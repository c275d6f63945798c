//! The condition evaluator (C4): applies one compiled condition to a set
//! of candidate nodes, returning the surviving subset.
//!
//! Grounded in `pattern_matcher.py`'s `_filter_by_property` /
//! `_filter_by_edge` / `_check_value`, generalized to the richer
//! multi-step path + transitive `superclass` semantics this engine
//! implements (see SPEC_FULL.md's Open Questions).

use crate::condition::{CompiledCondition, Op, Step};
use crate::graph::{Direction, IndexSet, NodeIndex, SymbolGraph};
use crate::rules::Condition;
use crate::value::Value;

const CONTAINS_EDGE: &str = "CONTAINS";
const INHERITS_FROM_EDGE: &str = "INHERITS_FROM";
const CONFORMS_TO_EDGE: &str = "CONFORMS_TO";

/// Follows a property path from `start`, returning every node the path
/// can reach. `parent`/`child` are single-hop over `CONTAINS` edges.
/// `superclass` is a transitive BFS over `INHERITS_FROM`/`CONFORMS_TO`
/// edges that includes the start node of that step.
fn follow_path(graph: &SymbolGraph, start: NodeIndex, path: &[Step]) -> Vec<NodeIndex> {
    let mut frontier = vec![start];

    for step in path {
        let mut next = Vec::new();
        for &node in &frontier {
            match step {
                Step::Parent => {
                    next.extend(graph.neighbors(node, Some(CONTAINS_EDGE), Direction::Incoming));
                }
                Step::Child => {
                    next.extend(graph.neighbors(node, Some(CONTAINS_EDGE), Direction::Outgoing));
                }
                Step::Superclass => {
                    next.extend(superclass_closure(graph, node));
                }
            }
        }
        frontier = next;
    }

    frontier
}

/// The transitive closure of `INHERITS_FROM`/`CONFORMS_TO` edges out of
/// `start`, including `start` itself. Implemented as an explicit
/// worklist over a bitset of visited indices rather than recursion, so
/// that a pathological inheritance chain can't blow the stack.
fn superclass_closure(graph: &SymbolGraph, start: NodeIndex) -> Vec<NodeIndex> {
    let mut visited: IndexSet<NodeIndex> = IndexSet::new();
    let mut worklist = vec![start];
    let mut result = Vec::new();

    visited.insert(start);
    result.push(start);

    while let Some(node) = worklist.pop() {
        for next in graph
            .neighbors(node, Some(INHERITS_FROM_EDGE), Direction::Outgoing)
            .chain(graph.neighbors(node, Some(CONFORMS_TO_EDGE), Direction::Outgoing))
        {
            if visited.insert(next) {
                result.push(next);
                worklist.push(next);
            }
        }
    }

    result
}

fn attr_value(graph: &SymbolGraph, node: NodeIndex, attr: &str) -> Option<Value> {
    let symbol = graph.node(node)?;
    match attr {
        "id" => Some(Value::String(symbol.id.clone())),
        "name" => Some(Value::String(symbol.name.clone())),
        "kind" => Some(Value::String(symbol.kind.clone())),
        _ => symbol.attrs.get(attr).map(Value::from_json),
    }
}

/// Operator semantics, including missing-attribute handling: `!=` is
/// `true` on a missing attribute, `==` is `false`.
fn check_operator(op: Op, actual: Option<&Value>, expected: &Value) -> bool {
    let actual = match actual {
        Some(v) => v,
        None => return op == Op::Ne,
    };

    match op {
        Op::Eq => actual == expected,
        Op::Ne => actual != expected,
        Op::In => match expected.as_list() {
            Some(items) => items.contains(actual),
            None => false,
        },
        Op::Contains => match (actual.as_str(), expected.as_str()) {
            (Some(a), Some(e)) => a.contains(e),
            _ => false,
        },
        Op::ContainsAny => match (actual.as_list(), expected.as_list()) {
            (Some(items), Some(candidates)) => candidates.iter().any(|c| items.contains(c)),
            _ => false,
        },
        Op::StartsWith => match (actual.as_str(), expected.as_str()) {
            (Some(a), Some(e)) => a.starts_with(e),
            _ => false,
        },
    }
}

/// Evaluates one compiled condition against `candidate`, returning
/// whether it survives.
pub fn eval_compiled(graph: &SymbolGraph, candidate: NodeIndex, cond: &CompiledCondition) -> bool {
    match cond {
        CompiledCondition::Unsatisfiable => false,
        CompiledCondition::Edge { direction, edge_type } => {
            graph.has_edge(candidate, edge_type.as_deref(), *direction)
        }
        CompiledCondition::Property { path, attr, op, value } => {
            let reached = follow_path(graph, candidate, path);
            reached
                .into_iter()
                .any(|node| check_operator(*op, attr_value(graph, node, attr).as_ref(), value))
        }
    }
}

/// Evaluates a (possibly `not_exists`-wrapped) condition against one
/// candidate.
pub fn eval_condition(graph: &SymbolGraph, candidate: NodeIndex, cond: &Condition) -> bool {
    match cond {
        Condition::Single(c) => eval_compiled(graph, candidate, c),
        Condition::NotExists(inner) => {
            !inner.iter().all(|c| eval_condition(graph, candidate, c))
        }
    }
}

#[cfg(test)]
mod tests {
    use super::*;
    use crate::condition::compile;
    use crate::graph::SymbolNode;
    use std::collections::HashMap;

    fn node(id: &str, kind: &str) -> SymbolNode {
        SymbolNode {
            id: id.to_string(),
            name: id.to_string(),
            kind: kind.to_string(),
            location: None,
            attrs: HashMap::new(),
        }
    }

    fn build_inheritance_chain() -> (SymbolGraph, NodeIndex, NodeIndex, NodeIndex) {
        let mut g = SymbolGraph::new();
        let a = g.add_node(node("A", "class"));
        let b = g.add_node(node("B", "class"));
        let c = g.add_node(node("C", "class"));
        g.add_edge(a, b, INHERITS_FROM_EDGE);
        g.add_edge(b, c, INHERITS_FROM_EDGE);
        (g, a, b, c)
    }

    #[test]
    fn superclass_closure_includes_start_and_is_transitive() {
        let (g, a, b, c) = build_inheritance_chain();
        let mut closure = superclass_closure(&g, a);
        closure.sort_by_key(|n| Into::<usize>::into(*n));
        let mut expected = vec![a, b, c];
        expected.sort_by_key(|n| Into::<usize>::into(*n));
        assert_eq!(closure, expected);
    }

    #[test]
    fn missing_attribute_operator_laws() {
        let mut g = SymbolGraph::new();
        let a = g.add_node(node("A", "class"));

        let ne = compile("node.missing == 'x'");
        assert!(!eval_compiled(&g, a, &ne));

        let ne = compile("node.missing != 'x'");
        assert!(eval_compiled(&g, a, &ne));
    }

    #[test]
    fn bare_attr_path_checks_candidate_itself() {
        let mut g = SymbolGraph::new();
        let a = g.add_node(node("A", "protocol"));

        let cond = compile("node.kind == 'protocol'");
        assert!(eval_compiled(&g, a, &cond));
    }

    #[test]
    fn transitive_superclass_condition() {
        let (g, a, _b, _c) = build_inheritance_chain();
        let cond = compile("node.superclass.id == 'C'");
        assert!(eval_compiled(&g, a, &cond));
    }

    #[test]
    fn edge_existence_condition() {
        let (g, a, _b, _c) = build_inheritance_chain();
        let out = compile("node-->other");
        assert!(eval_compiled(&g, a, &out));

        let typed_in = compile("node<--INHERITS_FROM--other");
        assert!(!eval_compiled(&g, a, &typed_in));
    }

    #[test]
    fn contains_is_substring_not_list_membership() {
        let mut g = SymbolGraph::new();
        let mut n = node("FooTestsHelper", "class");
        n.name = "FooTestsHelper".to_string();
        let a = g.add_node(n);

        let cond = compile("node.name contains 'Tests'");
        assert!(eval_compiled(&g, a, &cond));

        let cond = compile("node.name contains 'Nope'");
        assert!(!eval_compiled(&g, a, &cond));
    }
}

● ASSIGNED TASK
A complete, exact copy of the entries above is what is wanted.

● RESPONSE TO THIS EXERCISE
repository c275d6f63945798c
//! The condition evaluator (C4): applies one compiled condition to a set
//! of candidate nodes, returning the surviving subset.
//!
//! Grounded in `pattern_matcher.py`'s `_filter_by_property` /
//! `_filter_by_edge` / `_check_value`, generalized to the richer
//! multi-step path + transitive `superclass` semantics this engine
//! implements (see SPEC_FULL.md's Open Questions).

use crate::condition::{CompiledCondition, Op, Step};
use crate::graph::{Direction, IndexSet, NodeIndex, SymbolGraph};
use crate::rules::Condition;
use crate::value::Value;

const CONTAINS_EDGE: &str = "CONTAINS";
const INHERITS_FROM_EDGE: &str = "INHERITS_FROM";
const CONFORMS_TO_EDGE: &str = "CONFORMS_TO";

/// Follows a property path from `start`, returning every node the path
/// can reach. `parent`/`child` are single-hop over `CONTAINS` edges.
/// `superclass` is a transitive BFS over `INHERITS_FROM`/`CONFORMS_TO`
/// edges that includes the start node of that step.
fn follow_path(graph: &SymbolGraph, start: NodeIndex, path: &[Step]) -> Vec<NodeIndex> {
    let mut frontier = vec![start];

    for step in path {
        let mut next = Vec::new();
        for &node in &frontier {
            match step {
                Step::Parent => {
                    next.extend(graph.neighbors(node, Some(CONTAINS_EDGE), Direction::Incoming));
                }
                Step::Child => {
                    next.extend(graph.neighbors(node, Some(CONTAINS_EDGE), Direction::Outgoing));
                }
                Step::Superclass => {
                    next.extend(superclass_closure(graph, node));
                }
            }
        }
        frontier = next;
    }

    frontier
}

/// The transitive closure of `INHERITS_FROM`/`CONFORMS_TO` edges out of
/// `start`, including `start` itself. Implemented as an explicit
/// worklist over a bitset of visited indices rather than recursion, so
/// that a pathological inheritance chain can't blow the stack.
fn superclass_closure(graph: &SymbolGraph, start: NodeIndex) -> Vec<NodeIndex> {
    let mut visited: IndexSet<NodeIndex> = IndexSet::new();
    let mut worklist = vec![start];
    let mut result = Vec::new();

    visited.insert(start);
    result.push(start);

    while let Some(node) = worklist.pop() {
        for next in graph
            .neighbors(node, Some(INHERITS_FROM_EDGE), Direction::Outgoing)
            .chain(graph.neighbors(node, Some(CONFORMS_TO_EDGE), Direction::Outgoing))
        {
            if visited.insert(next) {
                result.push(next);
                worklist.push(next);
            }
        }
    }

    result
}

fn attr_value(graph: &SymbolGraph, node: NodeIndex, attr: &str) -> Option<Value> {
    let symbol = graph.node(node)?;
    match attr {
        "id" => Some(Value::String(symbol.id.clone())),
        "name" => Some(Value::String(symbol.name.clone())),
        "kind" => Some(Value::String(symbol.kind.clone())),
        _ => symbol.attrs.get(attr).map(Value::from_json),
    }
}

/// Operator semantics, including missing-attribute handling: `!=` is
/// `true` on a missing attribute, `==` is `false`.
fn check_operator(op: Op, actual: Option<&Value>, expected: &Value) -> bool {
    let actual = match actual {
        Some(v) => v,
        None => return op == Op::Ne,
    };

    match op {
        Op::Eq => actual == expected,
        Op::Ne => actual != expected,
        Op::In => match expected.as_list() {
            Some(items) => items.contains(actual),
            None => false,
        },
        Op::Contains => match (actual.as_str(), expected.as_str()) {
            (Some(a), Some(e)) => a.contains(e),
            _ => false,
        },
        Op::ContainsAny => match (actual.as_list(), expected.as_list()) {
            (Some(items), Some(candidates)) => candidates.iter().any(|c| items.contains(c)),
            _ => false,
        },
        Op::StartsWith => match (actual.as_str(), expected.as_str()) {
            (Some(a), Some(e)) => a.starts_with(e),
            _ => false,
        },
    }
}

/// Evaluates one compiled condition against `candidate`, returning
/// whether it survives.
pub fn eval_compiled(graph: &SymbolGraph, candidate: NodeIndex, cond: &CompiledCondition) -> bool {
    match cond {
        CompiledCondition::Unsatisfiable => false,
        CompiledCondition::Edge { direction, edge_type } => {
            graph.has_edge(candidate, edge_type.as_deref(), *direction)
        }
        CompiledCondition::Property { path, attr, op, value } => {
            let reached = follow_path(graph, candidate, path);
            reached
                .into_iter()
                .any(|node| check_operator(*op, attr_value(graph, node, attr).as_ref(), value))
        }
    }
}

/// Evaluates a (possibly `not_exists`-wrapped) condition against one
/// candidate.
pub fn eval_condition(graph: &SymbolGraph, candidate: NodeIndex, cond: &Condition) -> bool {
    match cond {
        Condition::Single(c) => eval_compiled(graph, candidate, c),
        Condition::NotExists(inner) => {
            !inner.iter().all(|c| eval_condition(graph, candidate, c))
        }
    }
}

#[cfg(test)]
mod tests {
    use super::*;
    use crate::condition::compile;
    use crate::graph::SymbolNode;
    use std::collections::HashMap;

    fn node(id: &str, kind: &str) -> SymbolNode {
        SymbolNode {
            id: id.to_string(),
            name: id.to_string(),
            kind: kind.to_string(),
            location: None,
            attrs: HashMap::new(),
        }
    }

    fn build_inheritance_chain() -> (SymbolGraph, NodeIndex, NodeIndex, NodeIndex) {
        let mut g = SymbolGraph::new();
        let a = g.add_node(node("A", "class"));
        let b = g.add_node(node("B", "class"));
        let c = g.add_node(node("C", "class"));
        g.add_edge(a, b, INHERITS_FROM_EDGE);
        g.add_edge(b, c, INHERITS_FROM_EDGE);
        (g, a, b, c)
    }

    #[test]
    fn superclass_closure_includes_start_and_is_transitive() {
        let (g, a, b, c) = build_inheritance_chain();
        let mut closure = superclass_closure(&g, a);
        closure.sort_by_key(|n| Into::<usize>::into(*n));
        let mut expected = vec![a, b, c];
        expected.sort_by_key(|n| Into::<usize>::into(*n));
        assert_eq!(closure, expected);
    }

    #[test]
    fn missing_attribute_operator_laws() {
        let mut g = SymbolGraph::new();
        let a = g.add_node(node("A", "class"));

        let ne = compile("node.missing == 'x'");
        assert!(!eval_compiled(&g, a, &ne));

        let ne = compile("node.missing != 'x'");
        assert!(eval_compiled(&g, a, &ne));
    }

    #[test]
    fn bare_attr_path_checks_candidate_itself() {
        let mut g = SymbolGraph::new();
        let a = g.add_node(node("A", "protocol"));

        let cond = compile("node.kind == 'protocol'");
        assert!(eval_compiled(&g, a, &cond));
    }

    #[test]
    fn transitive_superclass_condition() {
        let (g, a, _b, _c) = build_inheritance_chain();
        let cond = compile("node.superclass.id == 'C'");
        assert!(eval_compiled(&g, a, &cond));
    }

    #[test]
    fn edge_existence_condition() {
        let (g, a, _b, _c) = build_inheritance_chain();
        let out = compile("node-->other");
        assert!(eval_compiled(&g, a, &out));

        let typed_in = compile("node<--INHERITS_FROM--other");
        assert!(!eval_compiled(&g, a, &typed_in));
    }

    #[test]
    fn contains_is_substring_not_list_membership() {
        let mut g = SymbolGraph::new();
        let mut n = node("FooTestsHelper", "class");
        n.name = "FooTestsHelper".to_string();
        let a = g.add_node(n);

        let cond = compile("node.name contains 'Tests'");
        assert!(eval_compiled(&g, a, &cond));

        let cond = compile("node.name contains 'Nope'");
        assert!(!eval_compiled(&g, a, &cond));
    }
}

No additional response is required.